The Role of Haptoglobin in the Immune Response to Gram-Positive Bacteria

Haptoglobin (HP) is a positive acute-phase serum protein. It is upregulated during infection and is a valuable marker for many inflammatory-related diseases. In serum it is present as a disulphide-linked homodimer, with each subunit being composed of two domains, a complement control protein domain (CCP-domain) and a serine-protease-like domain. During biosynthesis the polypeptides are cleaved into α- (the CCP-domain) and β-chains (the SP domain) and both remain linked together by a disulphide bond. A crucial function of HP is to act as a scavenger of free haemoglobin from plasma, since high quantities of free haemoglobin can be deleterious for the host. More recent work indicates that HP also interacts with lipoteichoic acid (LTA) of Gram-positive bacteria, an important virulence factor, and this is the focus of my thesis. The results of this work demonstrate that HP binds to LTA directly as well as to LTA on a wide range of Gram-positive bacteria (including LTA from S. aureus and S. pneumoniae).
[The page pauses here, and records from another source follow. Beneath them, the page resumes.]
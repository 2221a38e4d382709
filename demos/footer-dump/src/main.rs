use std::io;

use parquet_stream::{
    decoder::row_group_start, read_footer_with, FooterLocator, ParquetMetadataDecoder,
    RowGroupFilter, StreamBuffer,
};
use pico_args::Arguments;

fn parse_range(s: &str) -> eyre::Result<RowGroupFilter> {
    let (start, end) = s
        .split_once("..")
        .ok_or_else(|| eyre::eyre!("expected START..END, got {s}"))?;
    Ok(RowGroupFilter::range(start.parse()?, end.parse()?))
}

fn main() -> eyre::Result<()> {
    env_logger::init();

    let mut args = Arguments::from_env();
    let header = args.contains("--header");
    let skip = args.contains("--skip-row-groups");
    let range = args.opt_value_from_fn("--range", parse_range)?;
    let name: Option<String> = args.opt_value_from_str("--name")?;
    let rest = args.finish();
    if !rest.is_empty() {
        eyre::bail!("unexpected arguments: {rest:?}");
    }

    let filter = match (skip, range) {
        (true, _) => RowGroupFilter::SkipRowGroups,
        (false, Some(range)) => range,
        (false, None) => RowGroupFilter::NoFilter,
    };

    let mut buffer = StreamBuffer::new(io::stdin().lock())?
        .with_name(name.unwrap_or_else(|| "<stdin>".to_string()));
    let locator = FooterLocator::new().require_header_magic(header);
    let metadata = read_footer_with(&mut buffer, &locator, &ParquetMetadataDecoder, &filter)?;

    let file = metadata.file_metadata();
    println!("bytes\t{}", buffer.len());
    println!("version\t{}", file.version());
    if let Some(created_by) = file.created_by() {
        println!("created_by\t{created_by}");
    }
    println!("rows\t{}", file.num_rows());
    for column in file.schema_descr().columns() {
        println!(
            "column\t{}\t{}",
            column.path().string(),
            column.physical_type()
        );
    }
    for (i, row_group) in metadata.row_groups().iter().enumerate() {
        println!(
            "row_group\t{i}\tstart={}\trows={}\tcompressed={}",
            row_group_start(row_group),
            row_group.num_rows(),
            row_group.compressed_size()
        );
    }
    Ok(())
}
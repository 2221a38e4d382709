//! Container-level plumbing for reading Parquet files from forward-only
//! sources.
//!
//! A Parquet file can only be decoded by jumping to its tail, so a plain
//! [`std::io::Read`] (stdin, a socket, an HTTP body) is first drained into a
//! [`StreamBuffer`]. The [`FooterLocator`] then validates the trailer and
//! leaves the buffer positioned at the start of the serialized footer, ready
//! for a metadata decoder.
mod error;
pub mod buffer;
pub mod footer;

pub use buffer::StreamBuffer;
pub use error::{ContainerDefect, FormatError};
pub use footer::{FooterLocator, FooterSpan};

/// Magic number written at both ends of a Parquet file.
pub const MAGIC: [u8; 4] = *b"PAR1";

pub const MAGIC_SIZE: usize = MAGIC.len();

/// Size of the little-endian footer length stored just before the tail magic.
pub const FOOTER_LENGTH_SIZE: usize = 4;

pub fn valid_magic(buf: &[u8]) -> bool {
    buf == MAGIC
}
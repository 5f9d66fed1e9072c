// Copyright 2025 the Understory Authors
// SPDX-License-Identifier: Apache-2.0 OR MIT

//! Trigger modes: the capability set shared by every zoom trigger strategy.
//!
//! A trigger mode maps pointer input on the zoomable element to commands on a
//! [`ZoomSurface`](crate::surface::ZoomSurface). Hosts pick one mode per
//! widget and feed it every enter, leave, move, click, and wheel event, either
//! through the individual handlers or through [`ZoomMode::dispatch`].
//!
//! ## Routing with `dispatch`
//!
//! ```
//! use kurbo::Point;
//! use understory_zoom_mode::mode::{ZoomInput, ZoomMode};
//!
//! /// A mode that never reacts and always allows wheel zoom.
//! struct Inert;
//!
//! impl ZoomMode for Inert {
//!     fn on_click(&mut self, _event: Point) {}
//!     fn on_mouse_enter(&mut self, _event: Point) {}
//!     fn on_mouse_leave(&mut self) {}
//!     fn on_mouse_move(&mut self, _event: Point) {}
//!     fn on_mouse_wheel(&self) -> bool {
//!         true
//!     }
//! }
//!
//! let mut mode = Inert;
//! assert!(mode.dispatch(ZoomInput::Enter(Point::new(4.0, 4.0))));
//! assert!(mode.dispatch(ZoomInput::Wheel));
//! ```

use kurbo::Point;

/// Pointer input delivered to a trigger mode.
#[derive(Clone, Copy, Debug, PartialEq)]
pub enum ZoomInput {
    /// The element was clicked at the given position.
    Click(Point),
    /// The pointer entered the element at the given position.
    Enter(Point),
    /// The pointer left the element.
    Leave,
    /// The pointer moved to the given position inside the element.
    Move(Point),
    /// The wheel was turned over the element.
    Wheel,
}

/// Event handlers every zoom trigger mode provides.
///
/// Handlers run to completion and are delivered serially by the host's event
/// loop. None of them can fail.
pub trait ZoomMode {
    /// Handle a click on the zoomable element.
    fn on_click(&mut self, event: Point);

    /// Handle the pointer entering the zoomable element.
    fn on_mouse_enter(&mut self, event: Point);

    /// Handle the pointer leaving the zoomable element.
    fn on_mouse_leave(&mut self);

    /// Handle pointer movement over the zoomable element.
    fn on_mouse_move(&mut self, event: Point);

    /// Returns whether wheel-driven zoom level changes are allowed right now.
    ///
    /// `false` asks the host to suppress its default wheel behavior.
    fn on_mouse_wheel(&self) -> bool;

    /// Route `input` to the matching handler.
    ///
    /// Returns whether the host may run its default behavior for the input:
    /// the result of [`ZoomMode::on_mouse_wheel`] for [`ZoomInput::Wheel`],
    /// and `true` for everything else.
    fn dispatch(&mut self, input: ZoomInput) -> bool {
        match input {
            ZoomInput::Click(event) => self.on_click(event),
            ZoomInput::Enter(event) => self.on_mouse_enter(event),
            ZoomInput::Leave => self.on_mouse_leave(),
            ZoomInput::Move(event) => self.on_mouse_move(event),
            ZoomInput::Wheel => return self.on_mouse_wheel(),
        }
        true
    }
}

#[cfg(test)]
mod tests {
    use super::*;

    /// Records the last handler hit so routing can be checked.
    #[derive(Debug, Default)]
    struct Probe {
        last: Option<ZoomInput>,
        wheel_allowed: bool,
    }

    impl ZoomMode for Probe {
        fn on_click(&mut self, event: Point) {
            self.last = Some(ZoomInput::Click(event));
        }
        fn on_mouse_enter(&mut self, event: Point) {
            self.last = Some(ZoomInput::Enter(event));
        }
        fn on_mouse_leave(&mut self) {
            self.last = Some(ZoomInput::Leave);
        }
        fn on_mouse_move(&mut self, event: Point) {
            self.last = Some(ZoomInput::Move(event));
        }
        fn on_mouse_wheel(&self) -> bool {
            self.wheel_allowed
        }
    }

    #[test]
    fn dispatch_routes_pointer_inputs() {
        let mut probe = Probe::default();
        let inputs = [
            ZoomInput::Click(Point::new(1.0, 1.0)),
            ZoomInput::Enter(Point::new(2.0, 2.0)),
            ZoomInput::Leave,
            ZoomInput::Move(Point::new(3.0, 3.0)),
        ];

        for input in inputs {
            assert!(probe.dispatch(input), "non-wheel input always allows defaults");
            assert_eq!(probe.last, Some(input), "input routed to its handler");
        }
    }

    #[test]
    fn dispatch_wheel_returns_gate() {
        let mut probe = Probe::default();
        assert!(!probe.dispatch(ZoomInput::Wheel), "closed gate suppresses default");
        assert_eq!(probe.last, None, "wheel touches no handler state");

        probe.wheel_allowed = true;
        assert!(probe.dispatch(ZoomInput::Wheel), "open gate allows default");
    }
}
The IC50 of the interaction is ~40 nM in competition experiments to immobilised S. aureus. My work has shown that the LTA interaction site of HP is located on the β-chain and that LTA competes for binding with haemoglobin indicating that the binding sites for LTA and haemoglobin overlap. Surprisingly, in vivo studies showed that C57BL/6J HP-/- mice show a significant degree of protection from experimental S. pneumoniae infection. Over the course of the experiments, approximately 90% of HP-/- mice were resistance to the pneumococcal infection compared to 40% in strain, age and sex matched control wild-type mice infected in parallel. In line with the infection study, wild-type mice showed significantly higher levels of bacteraemia than HP-/- mice and the bacterial load in the lung, liver, kidney was significantly higher. These findings demonstrate that HP interacts with bacteria and plays an important role during infection. Surprisingly, the presence of HP appears to give S. pneumoniae a so far unknown advantage during infection.